Yes. So for the most part, basal is not reimbursed outside the U.S. in general. So in Japan and in pockets of Canada, you do find that basal is reimbursed. There's a few smaller pockets outside the U.S. But for the most part, it is not. So this represents an opportunity outside the U.S. We were just at ATTD not long ago, and it was interesting. Typically at ATTD, it's a European conference around diabetes. It is a heavy prevalence on clinical-grade evidence and it's really focused at the more acute cases. What came out of that conference was a majority of the conference was around the Type 2 basal and the Type 2 non-basal, non-insulin user as a significant part of it. So the appetite outside the U.S. is growing significantly. The reimbursement doesn't necessarily exist today, but I do think it's a real opportunity for us in the future, especially as the U.S. launches, and I think the world gets a little bit more comfortable with CGM therapy.

Jayson Bedford

analyst
#21

Just shifting gears a little bit to G7, I think on the fourth quarter call, Kevin mentioned that the majority of G7 users in Europe were new to Dexcom.
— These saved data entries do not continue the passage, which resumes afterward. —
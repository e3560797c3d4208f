// Project-wide constants
//
// Centralised here so port numbers and other magic values have one
// source of truth. Import via `use crate::config::constants::*;`.

/// Default bind address for the HTTP server (localhost only).
pub const DEFAULT_HTTP_ADDR: &str = "127.0.0.1:8000";

/// Hard bound on one chat exchange, from request receipt to the last byte.
pub const DEFAULT_REQUEST_TIMEOUT_SECS: u64 = 30;

/// Default maximum tokens for one assistant reply.
pub const DEFAULT_MAX_TOKENS: u32 = 1024;

/// Request bodies above this are rejected before parsing.
pub const DEFAULT_BODY_LIMIT_BYTES: usize = 1024 * 1024;

/// Config file location under the home directory.
pub const CONFIG_DIR: &str = ".folio";
pub const CONFIG_FILE: &str = "config.toml";

/// Environment variable overriding the config file path.
pub const CONFIG_ENV: &str = "FOLIO_CONFIG";
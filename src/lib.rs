// Folio - Context-grounded portfolio assistant
// Library exports

pub mod chat;
pub mod config;
pub mod instruction;
pub mod portfolio;
pub mod providers;
pub mod server;

/// Install the global tracing subscriber.
///
/// `RUST_LOG` overrides the default `folio=info,tower_http=info` filter.
pub fn init_tracing() {
    let filter = tracing_subscriber::EnvFilter::try_from_default_env()
        .unwrap_or_else(|_| tracing_subscriber::EnvFilter::new("folio=info,tower_http=info"));

    // A subscriber may already be installed (tests, embedding); keep it
    let _ = tracing_subscriber::fmt()
        .with_env_filter(filter)
        .with_writer(std::io::stderr)
        .try_init();
}
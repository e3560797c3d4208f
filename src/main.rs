// Folio - Context-grounded portfolio assistant
// Main entry point

use anyhow::Result;
use clap::{Parser, Subcommand};
use std::path::PathBuf;
use std::sync::Arc;

use folio::chat::{ChatController, ChatSettings};
use folio::config::{load_config, Config};
use folio::portfolio::create_store;
use folio::providers::{create_provider, LlmProvider};
use folio::server::ChatServer;

#[derive(Parser)]
#[command(name = "folio", version)]
#[command(about = "Chat with a portfolio assistant grounded on the owner's curated data", long_about = None)]
struct Cli {
    #[command(subcommand)]
    command: Command,
}

#[derive(Subcommand)]
enum Command {
    /// Run the HTTP chat server
    Serve {
        /// Address to bind (overrides config)
        #[arg(long)]
        bind: Option<String>,
        /// Path to config.toml
        #[arg(long)]
        config: Option<PathBuf>,
    },
    /// Print the assembled instruction for a portfolio
    Prompt {
        /// Portfolio id or slug
        key: String,
        /// Path to config.toml
        #[arg(long)]
        config: Option<PathBuf>,
    },
}

#[tokio::main]
async fn main() -> Result<()> {
    folio::init_tracing();

    let cli = Cli::parse();

    match cli.command {
        Command::Serve { bind, config } => {
            let mut config = load_config(config.as_deref())?;
            if let Some(bind) = bind {
                config.server.bind_address = bind;
                config.validate()?;
            }
            let controller = build_controller(&config)?;
            ChatServer::new(controller, config.server).serve().await?;
        }
        Command::Prompt { key, config } => {
            let config = load_config(config.as_deref())?;
            let controller = build_controller(&config)?;
            let resolved = controller.resolve(&key).await?;
            let instruction = controller.instruction_for(&resolved)?;
            if instruction.is_guarded() {
                eprintln!("Note: not enough content, visitors will get the canned reply");
            }
            println!("{}", instruction);
        }
    }

    Ok(())
}

fn build_controller(config: &Config) -> Result<ChatController> {
    let store = create_store(&config.store)?;
    let provider: Arc<dyn LlmProvider> = Arc::from(create_provider(&config.provider)?);
    Ok(ChatController::new(
        store,
        provider,
        ChatSettings::from_config(config),
    ))
}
And I just would have assumed most people would have converted from G6 to G7. So why is that? And is it TAM expansion here, getting folks from MDI or -- sorry, finger sticks? Or is it competitive capture?

Jereme Sylvain

executive
#22

It's a little bit of both. What we're finding is we're seeing competitive switching. We're also seeing some folks that maybe were on the sidelines because of some of the consumerism of G7. The form factor ultimately decided to come on to CGM therapy. And so we're really happy to say it's a little bit of both. We do know over time, there will be a large portion of G6 to G7 switchers, but I think early feedback would indicate we have a very, very, very amazing product that is winning over hearts and minds of folks in the space.

Jayson Bedford

analyst
#23

How long will it take for you to see an impact from the Super Bowl?

Jereme Sylvain

executive
#24

It's probably going to take really a few months to see a significant impact. And so the way it works is you do need a script in the U.S. The expectation is folks, after the Super Bowl commercial, can go out and get a script. Go see their physician, get that script and go have it adjudicated. You can get it today if you have a script. It just takes a little bit of time in some cases to see your doctor. But our expectation is, by the time our next earnings call comes up, we'll be able to give you a readout on what the leads looked like, what the performance looked like, was it a good return on investment. Obviously, that's where I spend a lot of my time. And I do expect that you're going to see -- I do expect it to be a good return on investment. The 2021 Super Bowl commercial certainly was. And based on early indication, this one is going to be as well.

Jayson Bedford

analyst
#25

Unfortunately, we're bumping up against our time. So thank you so much, Jereme. We're downstairs in I think Amarante 1 for the breakout. Thank you.

Jereme Sylvain

executive
#26

Thank you. Appreciate it.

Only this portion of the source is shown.